Salt may be one of the most important chemicals that humans use – and certainly it is the most loved. Humans have craved salt so much they start wars or accept it as payment for a days work. The craving for salt has shaped civilisations throughout time. How does this crystalline addictive substance fit into a novel? It is there in the word – crave. What people desire, they will do anything to get.

Salt is a simple element – Sodium Chloride. It forms a cubic crystal called halite. A fun experiment most kids would have done is to grow the crystals on string dipped in a saturated brine solution. The slower the evaporation, the larger the crystals. It is found obviously in the sea, in animals, and on land in salt mines, lakes and hot springs. While by itself it is colourless, it is usually found in combination with other minerals (magnesium etc) which give it different colours, such as greyish, or pink.
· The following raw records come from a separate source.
mod common;

use common::*;
use solana_program_test::tokio;
use solana_sdk::{pubkey::Pubkey, signer::Signer};

async fn start_env(program_test: solana_program_test::ProgramTest) -> TestEnv {
    let (banks, payer, blockhash) = program_test.start().await;
    TestEnv {
        banks,
        payer,
        blockhash,
    }
}

#[tokio::test]
async fn test_create_button_succeeds() {
    let mut program_test = get_program_test();
    let fee_payer = add_wallet(&mut program_test, INITIAL_LAMPORTS);
    let creator = add_wallet(&mut program_test, INITIAL_LAMPORTS);
    let admin_wallet = Pubkey::new_unique();
    let mut env = start_env(program_test).await;

    let ix = build_create_button_ix(
        &fee_payer.pubkey(),
        &creator.pubkey(),
        &admin_wallet,
        "airhorn",
        "#ff0044",
        "https://sounds.example/airhorn.mp3",
    );
    let result = send_tx(&mut env, &[ix], &fee_payer.pubkey(), &[&fee_payer, &creator]).await;
    assert!(result.is_ok(), "create_button should succeed: {:?}", result.err());

    let (button_pda, bump) = find_button_pda(&creator.pubkey());
    let button = read_button(&mut env, &button_pda).await;
    assert_eq!(button.title, "airhorn");
    assert_eq!(button.color, "#ff0044");
    assert_eq!(button.creator, creator.pubkey());
    assert_eq!(button.sound_uri, "https://sounds.example/airhorn.mp3");
    assert_eq!(button.number_of_likes, 0, "new button has no likes");
    assert_eq!(button.bump, bump, "stored bump matches derivation");
}

#[tokio::test]
async fn test_create_button_pays_fee_to_admin_wallet() {
    let mut program_test = get_program_test();
    let fee_payer = add_wallet(&mut program_test, INITIAL_LAMPORTS);
    let creator = add_wallet(&mut program_test, INITIAL_LAMPORTS);
    let admin_wallet = Pubkey::new_unique();
    let mut env = start_env(program_test).await;

    let ix = build_create_button_ix(
        &fee_payer.pubkey(),
        &creator.pubkey(),
        &admin_wallet,
        "drum",
        "blue",
        "ipfs://drum",
    );
    send_tx(&mut env, &[ix], &fee_payer.pubkey(), &[&fee_payer, &creator])
        .await
        .expect("create_button failed");

    assert_eq!(
        get_balance(&mut env, &admin_wallet).await,
        CREATE_BUTTON_FEE_LAMPORTS,
        "admin wallet receives the fixed fee"
    );
    assert_eq!(
        get_balance(&mut env, &creator.pubkey()).await,
        INITIAL_LAMPORTS - CREATE_BUTTON_FEE_LAMPORTS,
        "fee is debited from the creator"
    );
}

#[tokio::test]
async fn test_create_button_twice_fails_and_keeps_first_state() {
    let mut program_test = get_program_test();
    let fee_payer = add_wallet(&mut program_test, INITIAL_LAMPORTS);
    let second_payer = add_wallet(&mut program_test, INITIAL_LAMPORTS);
    let creator = add_wallet(&mut program_test, INITIAL_LAMPORTS);
    let admin_wallet = Pubkey::new_unique();
    let mut env = start_env(program_test).await;

    let ix = build_create_button_ix(
        &fee_payer.pubkey(),
        &creator.pubkey(),
        &admin_wallet,
        "first",
        "red",
        "ipfs://first",
    );
    send_tx(&mut env, &[ix], &fee_payer.pubkey(), &[&fee_payer, &creator])
        .await
        .expect("first create_button failed");

    // Same creator, different payer and metadata: the derived address is
    // already initialized, so the second attempt must fail wholesale.
    let ix = build_create_button_ix(
        &second_payer.pubkey(),
        &creator.pubkey(),
        &admin_wallet,
        "second",
        "green",
        "ipfs://second",
    );
    let result = send_tx(
        &mut env,
        &[ix],
        &second_payer.pubkey(),
        &[&second_payer, &creator],
    )
    .await;
    assert!(result.is_err(), "duplicate create_button should fail");

    let (button_pda, _) = find_button_pda(&creator.pubkey());
    let button = read_button(&mut env, &button_pda).await;
    assert_eq!(button.title, "first", "state equals the first creation only");
    assert_eq!(
        get_balance(&mut env, &admin_wallet).await,
        CREATE_BUTTON_FEE_LAMPORTS,
        "fee is collected exactly once"
    );
}

#[tokio::test]
async fn test_create_button_rejects_over_long_title() {
    let mut program_test = get_program_test();
    let fee_payer = add_wallet(&mut program_test, INITIAL_LAMPORTS);
    let creator = add_wallet(&mut program_test, INITIAL_LAMPORTS);
    let admin_wallet = Pubkey::new_unique();
    let mut env = start_env(program_test).await;

    let long_title = "x".repeat(26);
    let ix = build_create_button_ix(
        &fee_payer.pubkey(),
        &creator.pubkey(),
        &admin_wallet,
        &long_title,
        "red",
        "ipfs://x",
    );
    let result = send_tx(&mut env, &[ix], &fee_payer.pubkey(), &[&fee_payer, &creator]).await;
    assert!(result.is_err(), "26-byte title should be rejected");

    let (button_pda, _) = find_button_pda(&creator.pubkey());
    assert!(
        !account_exists(&mut env, &button_pda).await,
        "no button account is left behind"
    );
}

#[tokio::test]
async fn test_create_button_rejects_over_long_sound_uri() {
    let mut program_test = get_program_test();
    let fee_payer = add_wallet(&mut program_test, INITIAL_LAMPORTS);
    let creator = add_wallet(&mut program_test, INITIAL_LAMPORTS);
    let admin_wallet = Pubkey::new_unique();
    let mut env = start_env(program_test).await;

    let long_uri = "u".repeat(151);
    let ix = build_create_button_ix(
        &fee_payer.pubkey(),
        &creator.pubkey(),
        &admin_wallet,
        "ok",
        "red",
        &long_uri,
    );
    let result = send_tx(&mut env, &[ix], &fee_payer.pubkey(), &[&fee_payer, &creator]).await;
    assert!(result.is_err(), "151-byte sound URI should be rejected");
}

#[tokio::test]
async fn test_create_button_fails_when_creator_cannot_cover_fee() {
    let mut program_test = get_program_test();
    let fee_payer = add_wallet(&mut program_test, INITIAL_LAMPORTS);
    // Below the 2_000_000 lamport creation fee.
    let creator = add_wallet(&mut program_test, 1_000_000);
    let admin_wallet = Pubkey::new_unique();
    let mut env = start_env(program_test).await;

    let ix = build_create_button_ix(
        &fee_payer.pubkey(),
        &creator.pubkey(),
        &admin_wallet,
        "broke",
        "gray",
        "ipfs://broke",
    );
    let result = send_tx(&mut env, &[ix], &fee_payer.pubkey(), &[&fee_payer, &creator]).await;
    assert!(result.is_err(), "underfunded creator should be rejected");

    assert_eq!(
        get_balance(&mut env, &admin_wallet).await,
        0,
        "no partial fee transfer"
    );
    let (button_pda, _) = find_button_pda(&creator.pubkey());
    assert!(
        !account_exists(&mut env, &button_pda).await,
        "no button account is left behind"
    );
}
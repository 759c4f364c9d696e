//! Daily like-quota ("bolt") arithmetic.
//!
//! A bolt is one unit of daily like budget. The remaining count is always a
//! derived value — `max(0, MAX_BOLTS_PER_DAY - likes since start of day)` —
//! recomputed at every observation and never cached, so it resets on the next
//! day-boundary crossing without any stored state.
//!
//! The original client computed the day start from the device's local calendar
//! date while calling it UTC. The boundary is a typed policy here so call
//! sites state which one they mean.

use chrono::{DateTime, FixedOffset, NaiveTime, Utc};

/// Fixed daily like cap, not configurable per user.
pub const MAX_BOLTS_PER_DAY: u32 = 5;

/// Policy for where a "day" begins.
#[derive(Debug, Clone, Copy, PartialEq, Eq, Default)]
pub enum DayBoundary {
    /// Days roll over at UTC midnight.
    #[default]
    Utc,
    /// Days roll over at midnight in a fixed offset, reproducing a device's
    /// local-calendar behavior.
    Offset(FixedOffset),
}

impl DayBoundary {
    /// Returns the instant the current day started, given `now`.
    pub fn start_of_day(&self, now: DateTime<Utc>) -> DateTime<Utc> {
        match self {
            DayBoundary::Utc => {
                let midnight = now.date_naive().and_time(NaiveTime::MIN);
                DateTime::from_naive_utc_and_offset(midnight, Utc)
            }
            DayBoundary::Offset(offset) => {
                let local_midnight = now.with_timezone(offset).date_naive().and_time(NaiveTime::MIN);
                // Local midnight expressed back on the UTC timeline.
                DateTime::from_naive_utc_and_offset(local_midnight - *offset, Utc)
            }
        }
    }
}

/// A wallet's bolt usage for the current day window.
#[derive(Debug, Clone, Copy, PartialEq, Eq)]
pub struct BoltStatus {
    pub bolts_used: u32,
    pub bolts_remaining: u32,
}

impl BoltStatus {
    /// Derives the status from the number of likes recorded since the start
    /// of the current day.
    pub fn from_used(bolts_used: u32) -> Self {
        Self {
            bolts_used,
            bolts_remaining: MAX_BOLTS_PER_DAY.saturating_sub(bolts_used),
        }
    }

    pub fn has_bolts_remaining(&self) -> bool {
        self.bolts_remaining > 0
    }
}
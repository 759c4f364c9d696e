use anchor_lang::prelude::*;

#[error_code]
pub enum ButtonProgramError {
    #[msg("The creator does not have enough funds to cover the creation fee")]
    InsufficientFunds,
    #[msg("The user has already liked this button")]
    AlreadyLiked,
    #[msg("Invalid input parameters")]
    InvalidInput,
    #[msg("Arithmetic overflow")]
    Overflow,
}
It can also be in association with algae, which can give a salt lake a distinct pink tint.

It is harvested or mined in a number of ways. Salt processing was recorded as early as 6,000 BC and mining in 5,000BC. Processing is basically evaporation and can be as simple as harvesting from drying ponds, or intricate methods of boiling and refining. Mining is a difficult and dangerous task, with miners in ancient times having short life expectancies, although that is common for mining of all forms. Old or abandoned salt mines are used for purposes as diverse as churches, radioactive waste storage, health cures and tourist attractions. Post apocalypse novels could make good use of these as shelters. Some photos: https://www.theatlantic.com/photo/2013/04/the-strange-beauty-of-salt-mines/100492/

Before refrigeration, salt preservation of meat and fish was extremely important. Added to the relative scarcity of salt and the labour needed to process it, and you have a highly sought and rare commodity. For humans, this leads to violence to obtain or steal it, slaves or prisoners to produce it, and the rich to flaunt it. This unfortunate aspect of humanity is something that can be included in any historical or fantasy novel. Less upsetting aspects can be a how to make a dish of salt fish, or bartering for supplies of salt, or using it as a form of currency.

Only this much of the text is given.